The central question to my life

6 min read Original article ↗

The question at the center of my life, ever since I was a very little kid, has been: “What’s wrong with her?”. My mom tells me I hit all of the developmental milestones like a normal kid until three years old, when suddenly I didn’t. By four years old, I wasn’t socializing with the other kids in a normal way. My interests were peculiar for my gender. From the ages of three until I left my hometown for college, I was asked: “What’s wrong with you?” and “Why are you different?”. And despite seeing multiple specialists throughout this period, the honest answer is: The professionals don’t know, my teachers don’t know, my parents don’t know, and I don’t know. At 22 years old, when I had moved abroad during the pandemic and things were really hard, I was still asking myself: “What's wrong with me?” and wishing I had an answer. Because, I thought, life didn’t have to be this hard, right?

Like many chronically online people, I went to the self help forums and searched up people with similar issues to me, partially to feel less alone, and partially to get answers. Besides, the internet is a great source of knowledge right? What's the harm in a little self-diagnosis? The people who resonated the most with me were those on r/cPTSD, who tended to examine their lives through the lens of really challenging childhoods. Trauma at the center of their existence. But this couldn’t be me, because, like I said, there was also clearly something wrong with me. r/ADHD seemed to have a lot of people with the same issues, since by this point in my life, I am numbing myself, procrastinating like crazy, and losing interest in everything that once gave me joy. So, I went and got diagnosed with ADHD at a clinic that specializes only in diagnosing ADHD, and shocker, ADHD was the diagnosis I got. But the clinic only diagnoses, they don’t treat, and so when having the label didn’t fix things, and incorporating tools and strategies that are supposed to help someone with ADHD didn’t work, I became miserable. And I finished a master's degree miserable and burnt out. Still wondering what the hell was wrong, still wanting a diagnosis that made everything clear. Still wanting things to get better and magically fixed with the right label. How great would it be to say: “This! This is why things have gone wrong!”.

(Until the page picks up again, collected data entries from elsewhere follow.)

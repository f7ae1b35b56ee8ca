//! Build script for aftermath-core
//!
//! This script checks system requirements before compilation:
//! - Minimum Rust version (workspace lints need Rust 1.74.0+)
//! - Target platform (signal handling is Unix-only)
//!
//! ## Requirements
//!
//! - **Rust**: 1.74.0 or newer
//! - **Target**: any Unix; stack traces additionally need glibc

fn main()
{
    // Check minimum Rust version
    if let Ok(rustc_version) = rustc_version::version() {
        let min_rust_version = rustc_version::Version::new(1, 74, 0);

        if rustc_version < min_rust_version {
            panic!(
                "aftermath-core requires Rust {} or newer, found {}",
                min_rust_version, rustc_version
            );
        }
    } else {
        // If we can't get version (e.g., in some build environments), just warn
        println!("cargo:warning=could not verify Rust version");
    }

    // The build script runs on the host, so ask cargo about the target.
    let family = std::env::var("CARGO_CFG_TARGET_FAMILY").unwrap_or_default();
    if !family.split(',').any(|f| f == "unix") {
        panic!("aftermath-core only supports Unix targets, found target family '{family}'");
    }

    let target_env = std::env::var("CARGO_CFG_TARGET_ENV").unwrap_or_default();
    if target_env != "gnu" {
        println!("cargo:warning=stack traces need glibc; crash reports on this target will say 'Not supported.'");
    }
}
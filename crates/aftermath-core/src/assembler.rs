//! # Log Assembler
//!
//! Produces the crash report from an ordered list of sections, each run
//! through [`run_guarded`]. A section that fails contributes a failure marker
//! in its place; later sections still run, in order.

use std::mem;

use crate::guard::run_guarded;
use crate::report::{CrashContext, CrashReport, ReportSection, SectionResult};
use crate::sections::{ErrorReasonSection, HeaderSection, OsVersionSection, StacktraceSection};
use crate::session::CrashSession;

/// Ordered collection of report sections.
pub struct LogAssembler
{
    sections: Vec<Box<dyn ReportSection>>,
}

impl LogAssembler
{
    /// An assembler running exactly `sections`, in order.
    pub fn new(sections: Vec<Box<dyn ReportSection>>) -> Self
    {
        Self { sections }
    }

    /// The fixed sections: header, OS version, error reason, stack trace.
    pub fn standard() -> Self
    {
        Self::new(vec![
            Box::new(HeaderSection),
            Box::new(OsVersionSection::default()),
            Box::new(ErrorReasonSection),
            Box::new(StacktraceSection::default()),
        ])
    }

    /// Append a section after the ones already present.
    #[must_use]
    pub fn with_section(mut self, section: impl ReportSection + 'static) -> Self
    {
        self.sections.push(Box::new(section));
        self
    }

    /// Append a boxed section after the ones already present.
    pub fn push(&mut self, section: Box<dyn ReportSection>)
    {
        self.sections.push(section);
    }

    /// Section names in production order.
    pub fn section_names(&self) -> Vec<&str>
    {
        self.sections.iter().map(|section| section.name()).collect()
    }

    /// Produce every section under `session`.
    pub fn assemble(&self, session: &CrashSession, context: &CrashContext<'_>) -> CrashReport
    {
        let sections = self
            .sections
            .iter()
            .map(|section| {
                let name = section.name();
                let mut fragment = String::new();
                let ok = run_guarded(session, name, || section.produce(context, &mut fragment));
                if ok {
                    SectionResult::succeeded(name, fragment)
                } else {
                    // The producer may have been interrupted mid-write; don't
                    // even run its destructor.
                    mem::forget(fragment);
                    SectionResult::failed(name)
                }
            })
            .collect();

        CrashReport {
            crashed_at: context.crashed_at,
            sections,
        }
    }
}

impl Default for LogAssembler
{
    fn default() -> Self
    {
        Self::standard()
    }
}

impl std::fmt::Debug for LogAssembler
{
    fn fmt(&self, f: &mut std::fmt::Formatter<'_>) -> std::fmt::Result
    {
        f.debug_struct("LogAssembler")
            .field("sections", &self.section_names())
            .finish()
    }
}

#[cfg(test)]
mod tests
{
    use std::sync::atomic::{AtomicUsize, Ordering};
    use std::sync::Arc;

    use super::*;
    use crate::config::CrashConfig;
    use crate::session::SessionSlot;

    struct Probe
    {
        name: &'static str,
        ok: bool,
        order: Arc<AtomicUsize>,
        seen_at: Arc<AtomicUsize>,
    }

    impl ReportSection for Probe
    {
        fn name(&self) -> &str
        {
            self.name
        }

        fn produce(&self, _context: &CrashContext<'_>, out: &mut String) -> bool
        {
            self.seen_at.store(self.order.fetch_add(1, Ordering::SeqCst) + 1, Ordering::SeqCst);
            out.push_str(self.name);
            out.push('\n');
            self.ok
        }
    }

    fn probe(name: &'static str, ok: bool, order: &Arc<AtomicUsize>) -> (Probe, Arc<AtomicUsize>)
    {
        let seen_at = Arc::new(AtomicUsize::new(0));
        (
            Probe {
                name,
                ok,
                order: Arc::clone(order),
                seen_at: Arc::clone(&seen_at),
            },
            seen_at,
        )
    }

    #[test]
    fn test_standard_order()
    {
        let assembler = LogAssembler::standard();
        assert_eq!(assembler.section_names(), vec!["header", "OS version", "error", "stacktrace"]);
    }

    #[test]
    fn test_standard_report_renders()
    {
        let slot = SessionSlot::new();
        let session = slot.create(libc::SIGILL);
        let config = CrashConfig::default();
        let context = CrashContext::new(session.signal(), None, &config);

        let report = LogAssembler::standard().assemble(session, &context);
        assert!(report.failed_sections().is_empty());

        let text = report.text();
        let header = text.find("Crash Report").unwrap();
        let os = text.find("Operating system:").unwrap();
        let reason = text.find("Crash reason:").unwrap();
        let stack = text.find("Stacktrace:").unwrap();
        assert!(header < os && os < reason && reason < stack);
    }

    #[test]
    fn test_failed_section_is_marked_and_later_sections_run()
    {
        let slot = SessionSlot::new();
        let session = slot.create(libc::SIGSEGV);
        let config = CrashConfig::default();
        let context = CrashContext::new(session.signal(), None, &config);

        let order = Arc::new(AtomicUsize::new(0));
        let (first, first_at) = probe("first", true, &order);
        let (broken, broken_at) = probe("broken", false, &order);
        let (last, last_at) = probe("last", true, &order);

        let report = LogAssembler::new(Vec::new())
            .with_section(first)
            .with_section(broken)
            .with_section(last)
            .assemble(session, &context);

        assert_eq!(first_at.load(Ordering::SeqCst), 1);
        assert_eq!(broken_at.load(Ordering::SeqCst), 2);
        assert_eq!(last_at.load(Ordering::SeqCst), 3);

        assert_eq!(report.failed_sections(), vec!["broken"]);
        assert!(report.section("last").unwrap().succeeded);
        assert!(!session.is_guard_active());

        let text = report.text();
        assert!(text.contains("*** Failed to generate the broken section ***"));
        assert!(!text.contains("broken\n"));
        assert!(text.ends_with("last\n"));
    }
}
//! # Signal Registrar
//!
//! Installs handlers for the fixed set of fatal signals.
//!
//! The set is a build-time constant: segmentation violation, abort,
//! floating-point exception, bus error, illegal instruction and quit.
//! Every handler is installed with the whole set in its `sa_mask`, so while
//! one of them runs a second fatal signal of any kind stays pending until the
//! crash path explicitly unblocks the set.
//!
//! Installation never restores previous dispositions. It happens twice over
//! the life of a crash: [`Disposition::Primary`] at startup, then
//! [`Disposition::InternalFault`] once a crash is being handled.
//!
//! ## References
//!
//! - [sigaction(2)](https://man7.org/linux/man-pages/man2/sigaction.2.html)
//! - [sigaltstack(2)](https://man7.org/linux/man-pages/man2/sigaltstack.2.html)

use std::fmt;
use std::io;
use std::mem;
use std::ptr;

use libc::c_int;

use crate::console::write_stderr;
use crate::error::{CrashError, CrashResult};
use crate::handler;

/// Size of the per-thread alternate signal stack.
///
/// Report assembly (formatting, symbol lookup, file I/O) runs on this stack
/// when a thread overflows its own, so it is far larger than `SIGSTKSZ`.
pub const ALT_STACK_SIZE: usize = 256 * 1024;

/// A signal in the fatal set.
#[derive(Debug, Clone, Copy, PartialEq, Eq, Hash)]
pub enum FatalSignal
{
    /// `SIGSEGV`
    SegmentationViolation,
    /// `SIGABRT`
    Abort,
    /// `SIGFPE`
    FloatingPointException,
    /// `SIGBUS`
    BusError,
    /// `SIGILL`
    IllegalInstruction,
    /// `SIGQUIT`
    Quit,
}

/// The signals we want the crash handler to handle.
pub const FATAL_SIGNALS: [FatalSignal; 6] = [
    FatalSignal::SegmentationViolation,
    FatalSignal::Abort,
    FatalSignal::FloatingPointException,
    FatalSignal::BusError,
    FatalSignal::IllegalInstruction,
    FatalSignal::Quit,
];

impl FatalSignal
{
    /// Raw signal number.
    pub const fn raw(self) -> c_int
    {
        match self {
            Self::SegmentationViolation => libc::SIGSEGV,
            Self::Abort => libc::SIGABRT,
            Self::FloatingPointException => libc::SIGFPE,
            Self::BusError => libc::SIGBUS,
            Self::IllegalInstruction => libc::SIGILL,
            Self::Quit => libc::SIGQUIT,
        }
    }

    /// Map a raw signal number back into the fatal set.
    pub fn from_raw(signum: c_int) -> Option<Self>
    {
        FATAL_SIGNALS.into_iter().find(|signal| signal.raw() == signum)
    }

    /// Conventional constant name, e.g. `SIGSEGV`.
    pub const fn name(self) -> &'static str
    {
        match self {
            Self::SegmentationViolation => "SIGSEGV",
            Self::Abort => "SIGABRT",
            Self::FloatingPointException => "SIGFPE",
            Self::BusError => "SIGBUS",
            Self::IllegalInstruction => "SIGILL",
            Self::Quit => "SIGQUIT",
        }
    }
}

impl fmt::Display for FatalSignal
{
    fn fmt(&self, f: &mut fmt::Formatter<'_>) -> fmt::Result
    {
        f.write_str(self.name())
    }
}

impl std::str::FromStr for FatalSignal
{
    type Err = String;

    fn from_str(s: &str) -> Result<Self, Self::Err>
    {
        let upper = s.to_ascii_uppercase();
        let bare = upper.strip_prefix("SIG").unwrap_or(&upper);
        match bare {
            "SEGV" => Ok(Self::SegmentationViolation),
            "ABRT" | "ABORT" => Ok(Self::Abort),
            "FPE" => Ok(Self::FloatingPointException),
            "BUS" => Ok(Self::BusError),
            "ILL" => Ok(Self::IllegalInstruction),
            "QUIT" => Ok(Self::Quit),
            _ => Err(format!(
                "Unknown fatal signal: {s}. Use 'segv', 'abrt', 'fpe', 'bus', 'ill', or 'quit'"
            )),
        }
    }
}

/// Which handler the fatal set is currently routed to.
#[derive(Debug, Clone, Copy, PartialEq, Eq)]
pub enum Disposition
{
    /// Normal operation: the first fatal signal starts crash handling.
    Primary,
    /// A crash is already being handled: faults either resume the active
    /// guarded section or terminate as a double fault.
    InternalFault,
}

impl Disposition
{
    fn entry_point(self) -> extern "C" fn(c_int)
    {
        match self {
            Self::Primary => handler::primary_signal_handler,
            Self::InternalFault => handler::internal_fault_signal_handler,
        }
    }
}

/// Build a `sigset_t` containing every fatal signal.
pub fn fatal_sigset() -> libc::sigset_t
{
    unsafe {
        let mut sigs: libc::sigset_t = mem::zeroed();
        libc::sigemptyset(&mut sigs);
        for signal in FATAL_SIGNALS {
            libc::sigaddset(&mut sigs, signal.raw());
        }
        sigs
    }
}

/// Route every fatal signal to the handler for `disposition`.
///
/// The whole fatal set is masked while the handler runs. The previous
/// dispositions are discarded.
///
/// ## Errors
///
/// - `InstallFailed`: `sigaction(2)` rejected one of the signals
pub fn install(disposition: Disposition) -> CrashResult<libc::sigset_t>
{
    let sigs = fatal_sigset();

    unsafe {
        let mut sa: libc::sigaction = mem::zeroed();
        sa.sa_flags = libc::SA_RESTART | libc::SA_ONSTACK;
        sa.sa_mask = sigs;
        sa.sa_sigaction = disposition.entry_point() as libc::sighandler_t;

        for signal in FATAL_SIGNALS {
            if libc::sigaction(signal.raw(), &sa, ptr::null_mut()) != 0 {
                return Err(CrashError::InstallFailed {
                    signal: signal.name().to_string(),
                    source: io::Error::last_os_error(),
                });
            }
        }
    }

    Ok(sigs)
}

/// Route the fatal set to the internal-fault handler and unblock it.
///
/// Called once a crash is in progress. If the disposition cannot be changed,
/// a raw diagnostic goes to stderr and the previous handler stays in place.
pub(crate) fn arm_internal_fault_handler()
{
    if install(Disposition::InternalFault).is_err() {
        write_stderr(ARM_FAILED_MESSAGE);
    }
    unblock();
}

const ARM_FAILED_MESSAGE: &str =
    "Could not install the internal fault handler; a fault while writing the crash log will not be recovered.\n";

/// Unblock the fatal set for the calling thread.
pub fn unblock()
{
    change_mask(libc::SIG_UNBLOCK);
}

/// Block the fatal set for the calling thread.
#[cfg(test)]
pub(crate) fn block()
{
    change_mask(libc::SIG_BLOCK);
}

fn change_mask(how: c_int)
{
    let sigs = fatal_sigset();
    unsafe {
        libc::pthread_sigmask(how, &sigs, ptr::null_mut());
    }
}

/// Whether `signal` is currently blocked on the calling thread.
pub fn is_blocked(signal: FatalSignal) -> bool
{
    unsafe {
        let mut current: libc::sigset_t = mem::zeroed();
        libc::pthread_sigmask(libc::SIG_BLOCK, ptr::null(), &mut current);
        libc::sigismember(&current, signal.raw()) == 1
    }
}

/// Give the calling thread an alternate signal stack.
///
/// Without one, a SIGSEGV caused by stack exhaustion cannot run any handler
/// at all. Call this once on every thread that should get crash reports;
/// [`crate::install`] does it for the installing thread. The stack is never
/// unmapped.
///
/// ## Errors
///
/// - `InstallFailed`: the stack could not be mapped or registered
pub fn init_thread() -> CrashResult<()>
{
    unsafe {
        let stack = libc::mmap(
            ptr::null_mut(),
            ALT_STACK_SIZE,
            libc::PROT_READ | libc::PROT_WRITE,
            libc::MAP_PRIVATE | libc::MAP_ANON,
            -1,
            0,
        );
        if stack == libc::MAP_FAILED {
            return Err(CrashError::InstallFailed {
                signal: "alternate stack".to_string(),
                source: io::Error::last_os_error(),
            });
        }

        let ss = libc::stack_t {
            ss_sp: stack,
            ss_flags: 0,
            ss_size: ALT_STACK_SIZE,
        };
        if libc::sigaltstack(&ss, ptr::null_mut()) != 0 {
            let source = io::Error::last_os_error();
            libc::munmap(stack, ALT_STACK_SIZE);
            return Err(CrashError::InstallFailed {
                signal: "alternate stack".to_string(),
                source,
            });
        }
    }

    Ok(())
}

/// Deliver `signal` to the calling thread.
///
/// Used by crash drills and tests to exercise the handler with a real signal.
pub fn raise(signal: FatalSignal)
{
    unsafe {
        libc::raise(signal.raw());
    }
}

#[cfg(test)]
mod tests
{
    use std::collections::HashSet;
    use std::str::FromStr;

    use super::*;

    #[test]
    fn test_fatal_set_is_distinct()
    {
        let raw: HashSet<c_int> = FATAL_SIGNALS.iter().map(|s| s.raw()).collect();
        assert_eq!(raw.len(), FATAL_SIGNALS.len());
        assert!(raw.contains(&libc::SIGSEGV));
        assert!(raw.contains(&libc::SIGQUIT));
    }

    #[test]
    fn test_from_raw()
    {
        for signal in FATAL_SIGNALS {
            assert_eq!(FatalSignal::from_raw(signal.raw()), Some(signal));
        }
        assert_eq!(FatalSignal::from_raw(libc::SIGTERM), None);
    }

    #[test]
    fn test_from_str()
    {
        assert_eq!(FatalSignal::from_str("segv").unwrap(), FatalSignal::SegmentationViolation);
        assert_eq!(FatalSignal::from_str("SIGABRT").unwrap(), FatalSignal::Abort);
        assert_eq!(FatalSignal::from_str("sigquit").unwrap(), FatalSignal::Quit);
        assert!(FatalSignal::from_str("term").is_err());
    }

    #[test]
    fn test_fatal_sigset_contains_every_signal()
    {
        let sigs = fatal_sigset();
        for signal in FATAL_SIGNALS {
            assert_eq!(unsafe { libc::sigismember(&sigs, signal.raw()) }, 1);
        }
        assert_eq!(unsafe { libc::sigismember(&sigs, libc::SIGTERM) }, 0);
    }

    fn current_entry_point(signal: FatalSignal) -> libc::sighandler_t
    {
        unsafe {
            let mut old: libc::sigaction = mem::zeroed();
            libc::sigaction(signal.raw(), ptr::null(), &mut old);
            old.sa_sigaction
        }
    }

    #[test]
    fn test_arm_internal_fault_handler()
    {
        std::thread::spawn(|| {
            block();
            arm_internal_fault_handler();

            let expected = Disposition::InternalFault.entry_point() as libc::sighandler_t;
            for signal in FATAL_SIGNALS {
                assert_eq!(current_entry_point(signal), expected, "{signal}");
                assert!(!is_blocked(signal), "{signal}");
            }
        })
        .join()
        .unwrap();
    }

    #[test]
    fn test_block_and_unblock()
    {
        // Signal masks are per thread, so run on a fresh one.
        std::thread::spawn(|| {
            block();
            assert!(is_blocked(FatalSignal::BusError));
            unblock();
            assert!(!is_blocked(FatalSignal::BusError));
        })
        .join()
        .unwrap();
    }
}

At 25 years old, I was lucky enough to start a PhD, and when I joined my lab, a colleague asked, out of genuine support and curiosity, “Hey, you’re a little different, like me. Have you thought about getting diagnosed to get access to the tools that might help?”. And off I went again, to a diagnostic clinic that this time used qEEG (which is not so scientifically validated) and behavioral tests for another round of diagnostics. The result was different, but the outcome was the same: a diagnosis of ADHD like behaviors without the classic ADHD markers. The clinic offered no path beyond pharmacologics for treatment, not even in pair with a professional to supervise and help understand the medication they were offering. Apparently a common occurrence with these kinds of things. I turned down the option to take the meds.

I am now 26. My PhD is, like most PhDs, a stressful time and a treatise on self-management and self-regulation. The question at the center of my life is now even more focused on: “What the hell is wrong with you?” and so much of my time is spent trying to find the answer. If I could just know, I could tell people why I am a little strange, a little different, a little out there. Just a one word answer that would tell people, “you’re not crazy, there is something off! How very perceptive. Now that you’re aware of the ideosyncraticies, I can tell you that the thing that defines me is ___!”. That way, I wouldn’t have to keep masking all different things about me, and I could be more confident in myself when I could just say, when asked, why yes, I do have “___”. And then people would be accepting, and kind, and accommodating. It's a lovely thought, and far from reality. The reality is, people judge. Labels invite preconceptions.

They can be limiting for self growth if you use the label as an excuse, and avoid the responsibilities around it. But it can also let you know when a “won’t” is actually a “can’t”. She “won’t” listen at a meeting becomes she “can’t” sustain attention to people’s conversations for more than two minutes before mind wandering. Labels can direct you towards strategies that actually work, so that “can’t” accomplish a task the conventional way means you accomplish the same unconventionally because the task is no less important.

Knowing what I know now, looking back at my life, it sucks that the question at the center of it all was: “What is wrong with you?”. I think it speaks more about my parents' unwillingness or incapability to accept me as I am rather than an inherent flaw. After all, if them taking me to multiple specialists resulting in no diagnosis then, and nothing is conclusive now, maybe the condition that I have is (groan) the human condition. I tried to make the central question of my life: “how can I grow and change for the better?”, “how can I show up for the people that I care for?”, “how can I be the best student I can be, and then how can I give my all to the work at hand?”. But each of these was trying to remedy that fact that I thought there was something inherently wrong, and something to be fixed. I was asking myself how I could make me “not wrong” or “not broken” anymore. But that’s not an actual solution. There’s no reasonable end goal to “not be broken”. So I think, for now, the best I can do is to try to answer: “How can I accept the person that I am unconditionally?”. It’s a lot harder said than done. The struggle is real.